Research
Computational biology
- Molecules: mining conformational spaces of huge dimensions to reveal biological functions
- Networks: combining single cell atlases and interaction networks (protein, metabolic, genetic, signaling, etc.) to reveal molecular pathways
- Cells/tissues: 3D+t super-resolution/multispectral microscopy to reveal differentiation/development complexity
- Brain: neuron-to-brain integration to model brain activity & computational neuroscience
Bio-inspired AI
- Neuronal level: spiking models to better understand neuronal dynamics
- Cognition: neuronal dynamics for the analysis of learning/perception/action sequences
- Simulation/electronics: brain models to provide new neuromorphic-biomimetic algorithms/architectures
3IA International Chair
2019
David Wales (University of Cambridge)
Solution landscapes for Machine Learning
We explore machine learning landscapes in the cost function parameter space, which isanalogous to the potential energy surface of a molecule as a function of atomic coordinates. Ongoing advances in methodology developed in chemical physics, can therefore be immediately applied to ML solution landscapes.
Our objectives are to use these tools to design improved predictions, and apply them to problems in molecular science and health care. In particular, we seek improved machine learning tools for clinician diagnostic support, to provide earlier detection of the deteriorating (and improving) patient. Specific applications include prediction of readmission to intensive care, which represent a failure in down-transfer to the ward, and are often associated with patient mortality.
3IA Chairholders
CHAIRS 2020
Pascal Barbry (CNRS)
Human Lung Atlas (2020-2024)
The project elaborates on state-of-the-art approaches in genomics and cell biology to describe complex biological samples at the single-cell resolution. Multidimensional biological experiments result in large scale descriptions of DNA, RNA and protein expressions that can be integrated in time and space. The project aims at: (1) developing novel data-mining approaches based on machine learning and AI; (2) apply them to the study of the normal and pathological lung, in the context of serious threats that touch this organ (COVID-19, asthma, cystic fibrosis, cancer,...).
Laure Blanc-Féraud (CNRS)
Imaging for biology (2019-2023 / 2023-2027)
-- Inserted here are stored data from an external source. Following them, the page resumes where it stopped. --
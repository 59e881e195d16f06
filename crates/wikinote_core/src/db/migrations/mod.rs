//! SQLite migration registry and executor.
//!
//! # Responsibility
//! - Register schema migrations in strictly increasing order.
//! - Apply pending migrations atomically.
//!
//! # Invariants
//! - `version` values must remain monotonic.
//! - Applied migration version is mirrored to `PRAGMA user_version`.

use crate::db::{DbError, DbResult};
use log::info;
use rusqlite::Connection;

#[derive(Debug, Clone, Copy)]
struct Migration {
    version: u32,
    sql: &'static str,
}

const MIGRATIONS: &[Migration] = &[
    Migration {
        version: 1,
        sql: include_str!("0001_init.sql"),
    },
    Migration {
        version: 2,
        sql: include_str!("0002_timestamps.sql"),
    },
];

/// Returns the latest migration version known by this binary.
pub fn latest_version() -> u32 {
    MIGRATIONS.last().map_or(0, |migration| migration.version)
}

/// Returns the schema version recorded in the connected database.
pub fn current_user_version(conn: &Connection) -> DbResult<u32> {
    let version = conn.query_row("PRAGMA user_version;", [], |row| row.get::<_, u32>(0))?;
    Ok(version)
}

/// Applies all pending migrations on the provided connection.
pub fn apply_migrations(conn: &mut Connection) -> DbResult<()> {
    let current_version = current_user_version(conn)?;
    let latest = latest_version();

    if current_version > latest {
        return Err(DbError::UnsupportedSchemaVersion {
            db_version: current_version,
            latest_supported: latest,
        });
    }

    if current_version == latest {
        return Ok(());
    }

    let tx = conn.transaction()?;
    for migration in MIGRATIONS {
        if migration.version <= current_version {
            continue;
        }

        tx.execute_batch(migration.sql)?;
        tx.execute_batch(&format!("PRAGMA user_version = {};", migration.version))?;
    }
    tx.commit()?;

    info!(
        "event=db_migrate module=db status=ok from_version={} to_version={}",
        current_version, latest
    );
    Ok(())
}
Recent advances in microscope technology provide outstanding images that allow biologists to address fundamental questions. This project aims at developing new AI methods and algorithms for (i) novel acquisition setups for super resolution imaging, and (ii) extraction of valuable quantitative information from these large heterogeneous datasets.
Frédéric Cazals (Inria)
AIMS: Artificial intelligence for molecular studies (2019-2023 / 2023-2027)
By learning essential features of proteins and their complexes, we shall deliver biologically relevant information for large molecular systems on biologically relevant time scales, leveraging our understanding of biological functions at the atomic level, and providing key inputs for protein design and engineering, and protein interaction networks.
Benoît Miramond (Université Côte d'Azur)
Bio inspired AI from neurosciences to embedded autonomous devices (2020-2024)
The research project seeks to draw on the structure and function of the biological brain to develop more energy-efficient AI methods and algorithms.
The scientific approach ranges from neural dynamics to the emerging cognitive properties of these networks and ultimately to the design of embedded neuromorphic electronic circuits.
The project will focus on building bridges between the NeuroMod neuroscience institute and the 3IA Cote d'Azur institute.
Ellen Van Obberghen-Schilling (Inserm)
AI-powered analysis of the tumor microenvironment (Emeritus)
Our project will integrate tissue imaging modalities and artificial intelligence-based analysis tools for a deeper understanding and control of cancer, targeting tumor microenvironment and on the role of the extracellular matrix (ECM) in carcinoma progression, spread and response to therapy.